• [Problem description]: Your answer consists of the lines in the data that contain "MigrationSet". Copy each of them.

• [Data provided]:
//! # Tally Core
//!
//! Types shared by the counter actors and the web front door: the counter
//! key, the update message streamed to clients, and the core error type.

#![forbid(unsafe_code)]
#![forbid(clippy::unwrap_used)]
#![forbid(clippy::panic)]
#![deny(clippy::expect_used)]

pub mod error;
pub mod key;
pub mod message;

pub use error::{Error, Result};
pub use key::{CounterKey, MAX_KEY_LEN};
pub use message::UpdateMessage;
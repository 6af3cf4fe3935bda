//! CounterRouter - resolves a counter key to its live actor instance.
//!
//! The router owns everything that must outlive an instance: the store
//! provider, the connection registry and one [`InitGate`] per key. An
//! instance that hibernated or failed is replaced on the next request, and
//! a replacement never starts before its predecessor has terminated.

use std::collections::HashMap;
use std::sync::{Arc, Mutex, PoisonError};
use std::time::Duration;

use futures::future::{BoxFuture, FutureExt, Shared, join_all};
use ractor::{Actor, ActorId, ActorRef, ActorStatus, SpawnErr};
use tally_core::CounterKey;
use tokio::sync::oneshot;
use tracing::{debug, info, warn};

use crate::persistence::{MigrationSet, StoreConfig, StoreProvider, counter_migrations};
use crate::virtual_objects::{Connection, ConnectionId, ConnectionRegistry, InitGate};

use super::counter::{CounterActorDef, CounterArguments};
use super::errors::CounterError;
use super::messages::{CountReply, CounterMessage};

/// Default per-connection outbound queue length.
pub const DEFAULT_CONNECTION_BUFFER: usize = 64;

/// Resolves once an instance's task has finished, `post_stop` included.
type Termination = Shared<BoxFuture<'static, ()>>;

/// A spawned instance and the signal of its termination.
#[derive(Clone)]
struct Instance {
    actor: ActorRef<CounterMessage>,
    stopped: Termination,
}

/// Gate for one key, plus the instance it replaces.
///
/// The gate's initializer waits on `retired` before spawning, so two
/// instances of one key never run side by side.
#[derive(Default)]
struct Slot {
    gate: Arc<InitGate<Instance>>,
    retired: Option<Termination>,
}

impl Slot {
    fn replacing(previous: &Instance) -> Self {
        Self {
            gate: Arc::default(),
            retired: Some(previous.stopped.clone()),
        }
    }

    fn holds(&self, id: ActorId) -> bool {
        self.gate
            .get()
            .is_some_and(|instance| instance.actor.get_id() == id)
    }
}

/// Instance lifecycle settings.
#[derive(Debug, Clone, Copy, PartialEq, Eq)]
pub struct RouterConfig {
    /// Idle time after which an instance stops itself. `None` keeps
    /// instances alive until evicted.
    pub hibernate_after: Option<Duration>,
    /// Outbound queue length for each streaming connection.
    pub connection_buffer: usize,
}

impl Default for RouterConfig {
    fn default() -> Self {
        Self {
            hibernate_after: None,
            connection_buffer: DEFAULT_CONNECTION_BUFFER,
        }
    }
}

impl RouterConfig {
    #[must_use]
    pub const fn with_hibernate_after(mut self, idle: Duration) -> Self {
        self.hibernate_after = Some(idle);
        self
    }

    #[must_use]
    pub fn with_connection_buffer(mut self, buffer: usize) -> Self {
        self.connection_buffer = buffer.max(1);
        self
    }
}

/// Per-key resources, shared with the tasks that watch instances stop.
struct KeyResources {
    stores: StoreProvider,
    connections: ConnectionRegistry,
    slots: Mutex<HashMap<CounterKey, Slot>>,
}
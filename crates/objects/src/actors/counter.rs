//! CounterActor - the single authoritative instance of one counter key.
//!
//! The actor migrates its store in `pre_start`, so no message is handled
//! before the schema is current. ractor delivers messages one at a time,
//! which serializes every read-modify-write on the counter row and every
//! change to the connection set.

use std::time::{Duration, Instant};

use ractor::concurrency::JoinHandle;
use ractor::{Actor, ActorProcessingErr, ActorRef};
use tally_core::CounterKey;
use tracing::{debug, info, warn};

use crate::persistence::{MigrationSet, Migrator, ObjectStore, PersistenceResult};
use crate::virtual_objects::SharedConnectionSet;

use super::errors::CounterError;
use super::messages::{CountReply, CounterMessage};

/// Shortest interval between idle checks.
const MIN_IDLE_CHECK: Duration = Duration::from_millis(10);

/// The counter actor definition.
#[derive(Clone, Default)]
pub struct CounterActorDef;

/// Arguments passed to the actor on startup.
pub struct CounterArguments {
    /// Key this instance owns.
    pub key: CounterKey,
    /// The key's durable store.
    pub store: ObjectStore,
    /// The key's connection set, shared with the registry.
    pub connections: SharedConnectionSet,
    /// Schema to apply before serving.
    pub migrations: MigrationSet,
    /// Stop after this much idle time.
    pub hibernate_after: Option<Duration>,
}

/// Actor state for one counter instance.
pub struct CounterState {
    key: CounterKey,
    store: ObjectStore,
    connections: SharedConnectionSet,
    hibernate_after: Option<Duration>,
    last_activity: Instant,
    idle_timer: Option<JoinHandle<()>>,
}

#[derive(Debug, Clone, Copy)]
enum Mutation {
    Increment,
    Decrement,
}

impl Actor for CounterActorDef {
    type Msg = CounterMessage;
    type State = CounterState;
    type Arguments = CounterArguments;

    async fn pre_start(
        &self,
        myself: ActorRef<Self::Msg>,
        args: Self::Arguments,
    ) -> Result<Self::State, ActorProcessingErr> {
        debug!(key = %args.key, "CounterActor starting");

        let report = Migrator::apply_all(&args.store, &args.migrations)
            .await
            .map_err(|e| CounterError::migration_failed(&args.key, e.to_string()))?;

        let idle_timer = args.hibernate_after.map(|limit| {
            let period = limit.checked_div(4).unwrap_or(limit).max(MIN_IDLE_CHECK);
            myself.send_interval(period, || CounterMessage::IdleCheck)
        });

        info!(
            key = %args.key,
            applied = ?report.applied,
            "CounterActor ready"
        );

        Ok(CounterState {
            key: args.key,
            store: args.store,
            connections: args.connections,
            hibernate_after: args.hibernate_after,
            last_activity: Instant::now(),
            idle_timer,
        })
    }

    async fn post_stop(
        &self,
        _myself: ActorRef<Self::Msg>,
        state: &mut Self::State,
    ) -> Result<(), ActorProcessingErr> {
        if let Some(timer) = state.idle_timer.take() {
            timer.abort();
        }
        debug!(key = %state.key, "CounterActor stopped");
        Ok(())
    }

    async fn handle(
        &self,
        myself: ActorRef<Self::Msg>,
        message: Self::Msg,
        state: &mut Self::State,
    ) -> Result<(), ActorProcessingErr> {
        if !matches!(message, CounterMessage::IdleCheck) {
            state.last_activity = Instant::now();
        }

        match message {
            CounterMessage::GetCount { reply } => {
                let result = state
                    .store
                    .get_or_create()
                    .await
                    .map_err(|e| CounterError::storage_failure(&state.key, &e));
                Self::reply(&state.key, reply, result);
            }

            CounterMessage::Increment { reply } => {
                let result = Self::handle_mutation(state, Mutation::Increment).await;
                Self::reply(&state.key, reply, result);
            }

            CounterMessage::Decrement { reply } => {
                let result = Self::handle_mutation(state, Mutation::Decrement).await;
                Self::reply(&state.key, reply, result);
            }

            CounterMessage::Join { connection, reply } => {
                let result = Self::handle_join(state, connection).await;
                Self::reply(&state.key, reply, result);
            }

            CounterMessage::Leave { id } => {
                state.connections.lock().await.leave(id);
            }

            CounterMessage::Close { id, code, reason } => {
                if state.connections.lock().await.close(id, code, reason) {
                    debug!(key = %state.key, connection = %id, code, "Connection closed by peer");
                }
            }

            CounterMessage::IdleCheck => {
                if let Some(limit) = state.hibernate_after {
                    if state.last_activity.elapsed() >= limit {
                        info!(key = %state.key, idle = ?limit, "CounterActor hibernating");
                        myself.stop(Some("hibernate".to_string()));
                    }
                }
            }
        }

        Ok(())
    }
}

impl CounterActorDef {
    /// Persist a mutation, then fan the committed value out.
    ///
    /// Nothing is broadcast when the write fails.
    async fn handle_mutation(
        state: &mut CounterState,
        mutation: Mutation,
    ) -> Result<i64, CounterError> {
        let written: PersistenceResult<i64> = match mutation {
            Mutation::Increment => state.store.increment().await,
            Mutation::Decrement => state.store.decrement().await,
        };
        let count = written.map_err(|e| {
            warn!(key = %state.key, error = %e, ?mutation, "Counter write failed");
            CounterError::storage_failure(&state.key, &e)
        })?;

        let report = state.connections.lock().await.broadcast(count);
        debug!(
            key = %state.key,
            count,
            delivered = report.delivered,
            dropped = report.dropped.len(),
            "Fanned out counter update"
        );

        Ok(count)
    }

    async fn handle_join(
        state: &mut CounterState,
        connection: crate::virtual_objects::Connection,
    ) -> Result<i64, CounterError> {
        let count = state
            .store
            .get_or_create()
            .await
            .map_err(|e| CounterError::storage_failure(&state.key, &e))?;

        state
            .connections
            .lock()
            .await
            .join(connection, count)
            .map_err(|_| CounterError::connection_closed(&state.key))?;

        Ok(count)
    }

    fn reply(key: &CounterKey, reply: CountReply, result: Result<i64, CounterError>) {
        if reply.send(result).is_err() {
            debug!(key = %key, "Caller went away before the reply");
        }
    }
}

• [The completed task]:
use crate::persistence::{MigrationSet, StoreConfig, StoreProvider, counter_migrations};
use crate::persistence::{MigrationSet, Migrator, ObjectStore, PersistenceResult};
    pub migrations: MigrationSet,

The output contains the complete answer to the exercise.